Find out how positive work bonds are interpreted in our brain.

Graciela Ares Follow

Reading time: 12 min

Human behaviour through brain perception

In this article I will mention Dr. Rosler Roberto, academic professor of the Asociación Educar, neurosurgeon with Honours Diploma, at the University of Buenos Aires. Professor of Neurophysiology, Psychopedagogy, at the Pontifical Catholic University of Buenos Aires. Coordinator and Professor of Neuroanatomy, with a Master’s Degree in Neuropsychology, at the Instituto Universitario Hospital Italiano. In some of his academic modules such as: “The value of affective bonds”, “The benefits of being grateful”, and “We are social beings”, he explains the importance of these topics so that we become aware of the impact on our brain, and making it a priority when it comes to performing in social spaces.

The value of our bonds of affection as human beings

The value of our affective bonds as human beings is of great importance since our brain, in search of survival, needs to relate to its peers, in a continuous way, being of great importance for our emotional and physical balance.

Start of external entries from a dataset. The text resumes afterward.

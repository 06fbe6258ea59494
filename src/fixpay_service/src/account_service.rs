use axum::{
    extract::DefaultBodyLimit,
    http::StatusCode,
    response::IntoResponse,
    routing::{get, post},
    Json, Router,
};
use fixpay_adapters::http::{
    routes::{
        confirm_email, delete_account, forgot_password, get_account, list_accounts, login, logout,
        register, resend_confirmation, reset_password, restore_account, update_profile,
        upload_avatar,
    },
    ApiEnvelope, AppState,
};
use fixpay_application::MAX_UPLOAD_BYTES;
use fixpay_core::{AccountStore, RevokedTokenStore};
use tokio::net::TcpListener;
use tower_http::{cors::CorsLayer, services::ServeDir, trace::TraceLayer};

use crate::tracing::{make_span_with_request_id, on_request, on_response};

/// The FixPay account service: every user route nested under `/api/user`,
/// plus the static `/uploads` tree the avatars are served from.
pub struct AccountService {
    router: Router,
}

impl AccountService {
    pub fn new<A, R>(state: AppState<A, R>, uploads_dir: String) -> Self
    where
        A: AccountStore + Clone + 'static,
        R: RevokedTokenStore + Clone + 'static,
    {
        let user_routes = Router::new()
            .route("/register", post(register::<A, R>))
            .route("/login", post(login::<A, R>))
            .route("/logout", post(logout::<A, R>))
            .route("/confirmEmail", post(confirm_email::<A, R>))
            .route("/resend-confirmation-otp", post(resend_confirmation::<A, R>))
            .route("/forgotPassword", post(forgot_password::<A, R>))
            // Reissue goes through the same use case as the initial request.
            .route("/resend-resetpassword-otp", post(forgot_password::<A, R>))
            .route("/resetPassword", post(reset_password::<A, R>))
            .route("/restoreAccount", post(restore_account::<A, R>))
            .route(
                "/upload",
                post(upload_avatar::<A, R>)
                    // The use case enforces the 10 MiB cap; the body limit only
                    // needs headroom for the multipart framing.
                    .layer(DefaultBodyLimit::max(MAX_UPLOAD_BYTES + 64 * 1024)),
            )
            .route(
                "/",
                get(list_accounts::<A, R>).delete(delete_account::<A, R>),
            )
            .route(
                "/{id}",
                get(get_account::<A, R>).patch(update_profile::<A, R>),
            )
            .with_state(state);

        let router = Router::new()
            .nest("/api/user", user_routes)
            .nest_service("/uploads", ServeDir::new(uploads_dir))
            .fallback(not_found);

        Self { router }
    }

    fn with_trace_layer(mut self) -> Self {
        self.router = self.router.layer(
            TraceLayer::new_for_http()
                .make_span_with(make_span_with_request_id)
                .on_request(on_request)
                .on_response(on_response),
        );
        self
    }

    /// Finished router, ready to serve or to nest into a larger app.
    pub fn into_router(self) -> Router {
        let cors = CorsLayer::permissive();
        let mut service = self.with_trace_layer();
        service.router = service.router.layer(cors);
        service.router
    }

    pub async fn run_standalone(self, listener: TcpListener) -> Result<(), std::io::Error> {
        let router = self.into_router();

        ::tracing::info!("Account service listening on {}", listener.local_addr()?);

        axum::serve(listener, router).await
    }
}

async fn not_found() -> impl IntoResponse {
    (
        StatusCode::NOT_FOUND,
        Json(ApiEnvelope::fail("this resource is not available", None)),
    )
}
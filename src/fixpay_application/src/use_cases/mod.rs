pub mod confirm_email;
pub mod delete_account;
pub mod forgot_password;
pub mod login;
pub mod logout;
pub mod register;
pub mod resend_confirmation;
pub mod reset_password;
pub mod restore_account;
pub mod update_profile;
pub mod upload_avatar;

#[cfg(test)]
pub(crate) mod test_doubles;

pub use confirm_email::{ConfirmEmailError, ConfirmEmailUseCase};
pub use delete_account::{DeleteAccountError, DeleteAccountUseCase};
pub use forgot_password::{ForgotPasswordError, ForgotPasswordUseCase};
pub use login::{LoginError, LoginUseCase};
pub use logout::{LogoutError, LogoutUseCase};
pub use register::{RegisterError, RegisterUseCase};
pub use resend_confirmation::{ResendConfirmationError, ResendConfirmationUseCase};
pub use reset_password::{ResetPasswordError, ResetPasswordUseCase};
pub use restore_account::{RestoreAccountError, RestoreAccountUseCase};
pub use update_profile::{UpdateProfileError, UpdateProfileUseCase};
pub use upload_avatar::{
    UploadAvatarError, UploadAvatarUseCase, ALLOWED_UPLOAD_MIME_TYPES, MAX_UPLOAD_BYTES,
};
use chrono::Utc;
use fixpay_core::{
    AccountId, AccountProjection, AccountStore, AccountStoreError, CredentialHasher,
    CredentialHasherError, OtpCode, OtpPurpose,
};

/// Error types for the confirm email use case. Each failure is distinct so
/// the caller can tell an expired code from a wrong one.
#[derive(Debug, thiserror::Error)]
pub enum ConfirmEmailError {
    #[error("Account not found")]
    NotFound,
    #[error("the email is already verified")]
    AlreadyVerified,
    #[error("the otp is expired")]
    OtpExpired,
    #[error("the otp was issued for another purpose")]
    WrongOtpPurpose,
    #[error("the otp is invalid")]
    InvalidOtp,
    #[error("Hashing error: {0}")]
    HasherError(#[from] CredentialHasherError),
    #[error("Account store error: {0}")]
    AccountStoreError(AccountStoreError),
}

/// Confirm email use case - consumes the registration OTP and marks the
/// account verified.
pub struct ConfirmEmailUseCase<A, H>
where
    A: AccountStore,
    H: CredentialHasher,
{
    account_store: A,
    hasher: H,
}

impl<A, H> ConfirmEmailUseCase<A, H>
where
    A: AccountStore,
    H: CredentialHasher,
{
    pub fn new(account_store: A, hasher: H) -> Self {
        Self {
            account_store,
            hasher,
        }
    }

    #[tracing::instrument(name = "ConfirmEmailUseCase::execute", skip(self, code))]
    pub async fn execute(
        &self,
        account_id: AccountId,
        code: OtpCode,
    ) -> Result<AccountProjection, ConfirmEmailError> {
        let mut account = match self.account_store.find_by_id(&account_id).await {
            Ok(account) => account,
            Err(AccountStoreError::AccountNotFound) => return Err(ConfirmEmailError::NotFound),
            Err(e) => return Err(ConfirmEmailError::AccountStoreError(e)),
        };

        if account.is_verified() {
            return Err(ConfirmEmailError::AlreadyVerified);
        }

        let now = Utc::now();
        let challenge = match account.confirmation_otp() {
            Some(challenge) if !challenge.is_expired(now) => challenge.clone(),
            _ => return Err(ConfirmEmailError::OtpExpired),
        };

        if challenge.purpose != OtpPurpose::ConfirmEmail {
            return Err(ConfirmEmailError::WrongOtpPurpose);
        }

        if !self
            .hasher
            .verify(code.as_ref().clone(), &challenge.code_hash)
            .await?
        {
            return Err(ConfirmEmailError::InvalidOtp);
        }

        // One document write covers the verification timestamp and the
        // cleared challenge, so a used code is never left valid for replay.
        account.confirm_email(now);
        self.account_store
            .update(&account)
            .await
            .map_err(ConfirmEmailError::AccountStoreError)?;

        Ok(AccountProjection::from(&account))
    }
}
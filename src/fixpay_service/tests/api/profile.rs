use serde_json::{json, Value};

use crate::helpers::{account_id, second_register_body, spawn_app};

#[tokio::test]
async fn test_listing_and_fetching_accounts_requires_a_session() {
    let app = spawn_app().await;
    let body = app.register_default().await;
    let id = account_id(&body);

    let list = app.client.get(format!("{}/api/user/", app.address)).send().await.unwrap();
    assert_eq!(list.status(), 401);

    let get = app
        .client
        .get(format!("{}/api/user/{id}", app.address))
        .send()
        .await
        .unwrap();
    assert_eq!(get.status(), 401);
}

#[tokio::test]
async fn test_get_account_by_id() {
    let app = spawn_app().await;
    let (token, id) = app.register_and_login().await;

    let response = app.get_authed(&format!("/api/user/{id}"), &token).await;

    assert_eq!(response.status(), 200);
    let body: Value = response.json().await.unwrap();
    assert_eq!(body["message"], "account");
    assert_eq!(body["data"]["id"], id.to_string());
    assert_eq!(body["data"]["userName"], "omar_khaled");
}

#[tokio::test]
async fn test_get_account_rejects_a_malformed_id() {
    let app = spawn_app().await;
    let (token, _) = app.register_and_login().await;

    let response = app.get_authed("/api/user/not-a-uuid", &token).await;

    assert_eq!(response.status(), 400);
    let body: Value = response.json().await.unwrap();
    assert_eq!(body["message"], "invalid account id");
}

#[tokio::test]
async fn test_get_unknown_account_returns_404() {
    let app = spawn_app().await;
    let (token, _) = app.register_and_login().await;

    let response = app
        .get_authed(
            &format!("/api/user/{}", uuid::Uuid::new_v4()),
            &token,
        )
        .await;

    assert_eq!(response.status(), 404);
}

#[tokio::test]
async fn test_patching_your_own_profile_succeeds() {
    let app = spawn_app().await;
    let (token, id) = app.register_and_login().await;

    let response = app
        .patch_authed(
            &format!("/api/user/{id}"),
            &token,
            &json!({
                "firstName": "Omar",
                "lastName": "Mahmoud",
                "address": { "government": "Cairo", "city": "Nasr City", "street": "Abbas El Akkad" }
            }),
        )
        .await;

    assert_eq!(response.status(), 200);
    let body: Value = response.json().await.unwrap();
    assert_eq!(body["message"], "profile updated successfully");
    assert_eq!(body["data"]["name"]["last"], "Mahmoud");
    assert_eq!(body["data"]["address"]["city"], "Nasr City");
}

#[tokio::test]
async fn test_name_parts_must_change_together() {
    let app = spawn_app().await;
    let (token, id) = app.register_and_login().await;

    let response = app
        .patch_authed(
            &format!("/api/user/{id}"),
            &token,
            &json!({ "firstName": "Omar" }),
        )
        .await;

    assert_eq!(response.status(), 400);
    let body: Value = response.json().await.unwrap();
    assert_eq!(
        body["message"],
        "firstName and lastName must be changed together"
    );
}

#[tokio::test]
async fn test_patching_someone_else_is_forbidden() {
    let app = spawn_app().await;
    let (token, _) = app.register_and_login().await;
    let other = app
        .post_json("/api/user/register", &second_register_body())
        .await;
    let other_body: Value = other.json().await.unwrap();
    let other_id = account_id(&other_body);

    let response = app
        .patch_authed(
            &format!("/api/user/{other_id}"),
            &token,
            &json!({ "gender": true }),
        )
        .await;

    assert_eq!(response.status(), 403);
    let body: Value = response.json().await.unwrap();
    assert_eq!(body["message"], "you may only edit your own profile");
}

The healthiest societies are built by nurturing and valuing respect and communication with each other, resulting in a socially positive generation of affective human bonds.

Human beings are a highly sociable species, therefore, a lonely person can be emotionally affected and, as a consequence, become ill.  For this reason, it is so important for homos sapiens sapiens, their life and the bonding relationship they have with their fellows, since our brain experiences emotional pain in the same way as it feels physical pain.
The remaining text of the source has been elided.